#### [Aim of the exercise]
Each line that contains the string "struct" counts once; report how many such lines appear in the data, as a number only.

------------------------------

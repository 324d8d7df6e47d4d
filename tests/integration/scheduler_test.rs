use std::thread;
use std::time::{Duration, Instant};

use sysdash::core::config::DashboardConfig;
use sysdash::core::system_monitor::{DashboardState, MetricsRuntime, Sources, Totals};

use super::support::{iface, proc, sensor, FakeNetwork, FakeProcesses, FakeSensors, Script};

fn fast_config() -> DashboardConfig {
    DashboardConfig {
        network_interval_ms: 20,
        process_interval_ms: 20,
        sensor_interval_ms: 50,
        ..Default::default()
    }
}

fn fake_sources() -> Sources {
    Sources {
        network: Box::new(FakeNetwork(Script::new(vec![
            Some(vec![iface("eth0", 1000, 500)]),
            Some(vec![iface("eth0", 1500, 900)]),
        ]))),
        processes: Box::new(FakeProcesses {
            script: Script::new(vec![Some(vec![
                proc(1, "a", 2.0, 1.0),
                proc(2, "a", 3.0, 1.0),
                proc(3, "b", 1.0, 1.0),
            ])]),
            cpus: 1,
        }),
        sensors: Box::new(FakeSensors(Script::new(vec![Some(vec![sensor(
            "cpu_input",
            60.0,
        )])]))),
    }
}

fn wait_for(runtime: &MetricsRuntime, check: impl Fn(&DashboardState) -> bool) -> bool {
    let deadline = Instant::now() + Duration::from_secs(5);
    while Instant::now() < deadline {
        if runtime.gate.read(&check) {
            return true;
        }
        thread::sleep(Duration::from_millis(10));
    }
    false
}

#[test]
fn test_all_families_publish_independently() {
    let runtime = MetricsRuntime::with_sources(&fast_config(), fake_sources()).unwrap();

    assert!(wait_for(&runtime, |s| s.network.recent.is_some()));
    assert!(wait_for(&runtime, |s| !s.processes.rows.is_empty()));
    assert!(wait_for(&runtime, |s| !s.temperatures.rows.is_empty()));

    runtime.gate.read(|state| {
        assert_eq!(state.network.totals, Totals::new(1500, 900));
        // The script repeats its last totals, so later deltas are 0
        assert!(state.network.history.recv.contains(&500));
        assert_eq!(state.processes.rows[0][1], "a");
        assert_eq!(state.temperatures.rows[0].value, 60);
    });

    runtime.shutdown();
}

#[test]
fn test_render_reads_see_consistent_process_view() {
    let runtime = MetricsRuntime::with_sources(&fast_config(), fake_sources()).unwrap();
    assert!(wait_for(&runtime, |s| !s.processes.rows.is_empty()));

    for _ in 0..200 {
        let state = runtime.gate.read_guard();
        assert_eq!(state.processes.rows.len(), state.processes.records().len());
        drop(state);
        thread::sleep(Duration::from_millis(1));
    }

    runtime.shutdown();
}

#[test]
fn test_initial_state_follows_config() {
    let config = DashboardConfig {
        group_processes: false,
        ..fast_config()
    };
    let state = sysdash::core::system_monitor::initial_state(&config);
    assert!(!state.processes.is_grouped());
    assert_eq!(state.processes.header[0], "PID");
    assert!(state.network.history.is_empty());
}
//! Counter-delta engine for cumulative network byte counters.

use serde::{Deserialize, Serialize};

use super::metrics::InterfaceCounters;

/// Received/sent byte pair, either cumulative totals or a per-interval delta
#[derive(Debug, Clone, Copy, Default, PartialEq, Eq, Serialize, Deserialize)]
pub struct Totals {
    pub recv: u64,
    pub sent: u64,
}

impl Totals {
    pub fn new(recv: u64, sent: u64) -> Self {
        Self { recv, sent }
    }
}

/// Sum per-interface counters, skipping any interface named in `excluded`.
pub fn sum_interfaces(interfaces: &[InterfaceCounters], excluded: &[String]) -> Totals {
    interfaces
        .iter()
        .filter(|iface| !excluded.iter().any(|name| name == &iface.name))
        .fold(Totals::default(), |acc, iface| Totals {
            recv: acc.recv.saturating_add(iface.bytes_recv),
            sent: acc.sent.saturating_add(iface.bytes_sent),
        })
}

/// Tracks the previous cumulative totals and derives per-interval deltas.
#[derive(Debug, Clone, Default)]
pub struct CounterDelta {
    previous: Option<Totals>,
}

impl CounterDelta {
    pub fn new() -> Self {
        Self::default()
    }

    /// Last observed totals, `None` before the first observation
    pub fn baseline(&self) -> Option<Totals> {
        self.previous
    }

    /// Record `current` and return the delta since the previous observation.
    ///
    /// The first observation only stores the baseline and returns `None`.
    /// A counter that went backwards yields 0 for that direction. The baseline
    /// always moves to `current`.
    pub fn observe(&mut self, current: Totals) -> Option<Totals> {
        let delta = self.previous.map(|prev| Totals {
            recv: clamped_delta("received", prev.recv, current.recv),
            sent: clamped_delta("sent", prev.sent, current.sent),
        });

        self.previous = Some(current);
        delta
    }
}

fn clamped_delta(direction: &str, previous: u64, current: u64) -> u64 {
    match current.checked_sub(previous) {
        Some(delta) => delta,
        None => {
            log::warn!(
                "Network {} counter went backwards ({} -> {}), reporting 0",
                direction,
                previous,
                current
            );
            0
        }
    }
}
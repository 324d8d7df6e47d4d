//! Terminal User Interface for the dashboard.
//!
//! Provides a real-time dashboard using ratatui.

mod app;
mod event_handler;
mod render;
mod widgets;

pub use app::{run_monitor_app, MonitorApp};
pub use event_handler::{map_key, MonitorEvent};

------------------------------

#### [Task output]
2